**** Material supplied ****
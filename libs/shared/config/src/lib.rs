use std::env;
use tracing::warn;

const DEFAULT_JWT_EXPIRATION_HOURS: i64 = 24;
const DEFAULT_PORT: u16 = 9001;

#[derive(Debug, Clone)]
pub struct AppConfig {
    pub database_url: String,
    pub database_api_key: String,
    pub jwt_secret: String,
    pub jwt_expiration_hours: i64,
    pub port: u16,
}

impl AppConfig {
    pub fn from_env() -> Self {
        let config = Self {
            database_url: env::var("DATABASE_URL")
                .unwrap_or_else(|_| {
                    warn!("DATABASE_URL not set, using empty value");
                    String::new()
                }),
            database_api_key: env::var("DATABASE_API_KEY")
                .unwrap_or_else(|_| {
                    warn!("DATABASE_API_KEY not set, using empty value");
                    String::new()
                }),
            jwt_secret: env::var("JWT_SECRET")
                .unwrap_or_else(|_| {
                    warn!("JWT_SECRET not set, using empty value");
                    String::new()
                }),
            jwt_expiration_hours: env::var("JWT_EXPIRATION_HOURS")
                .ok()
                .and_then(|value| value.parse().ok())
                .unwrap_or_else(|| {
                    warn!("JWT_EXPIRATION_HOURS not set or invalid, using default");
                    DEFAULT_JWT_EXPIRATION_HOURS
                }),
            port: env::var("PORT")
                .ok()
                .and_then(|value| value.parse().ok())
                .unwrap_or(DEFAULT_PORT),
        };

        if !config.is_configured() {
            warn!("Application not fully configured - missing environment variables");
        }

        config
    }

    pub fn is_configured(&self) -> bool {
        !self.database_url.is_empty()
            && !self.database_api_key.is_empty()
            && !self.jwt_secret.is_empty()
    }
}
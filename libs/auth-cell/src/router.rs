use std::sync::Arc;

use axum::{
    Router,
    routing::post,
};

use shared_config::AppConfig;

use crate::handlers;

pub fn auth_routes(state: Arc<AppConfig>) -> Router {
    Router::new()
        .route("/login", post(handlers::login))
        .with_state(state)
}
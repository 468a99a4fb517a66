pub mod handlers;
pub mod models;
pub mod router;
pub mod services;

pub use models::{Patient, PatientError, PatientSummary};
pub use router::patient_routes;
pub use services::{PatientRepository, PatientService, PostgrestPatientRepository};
****
Task item: Your answer should be the lines above that contain the word "filename", copied out.

Exercise response:
filename libs/shared/config/src/lib.rs
filename libs/auth-cell/src/router.rs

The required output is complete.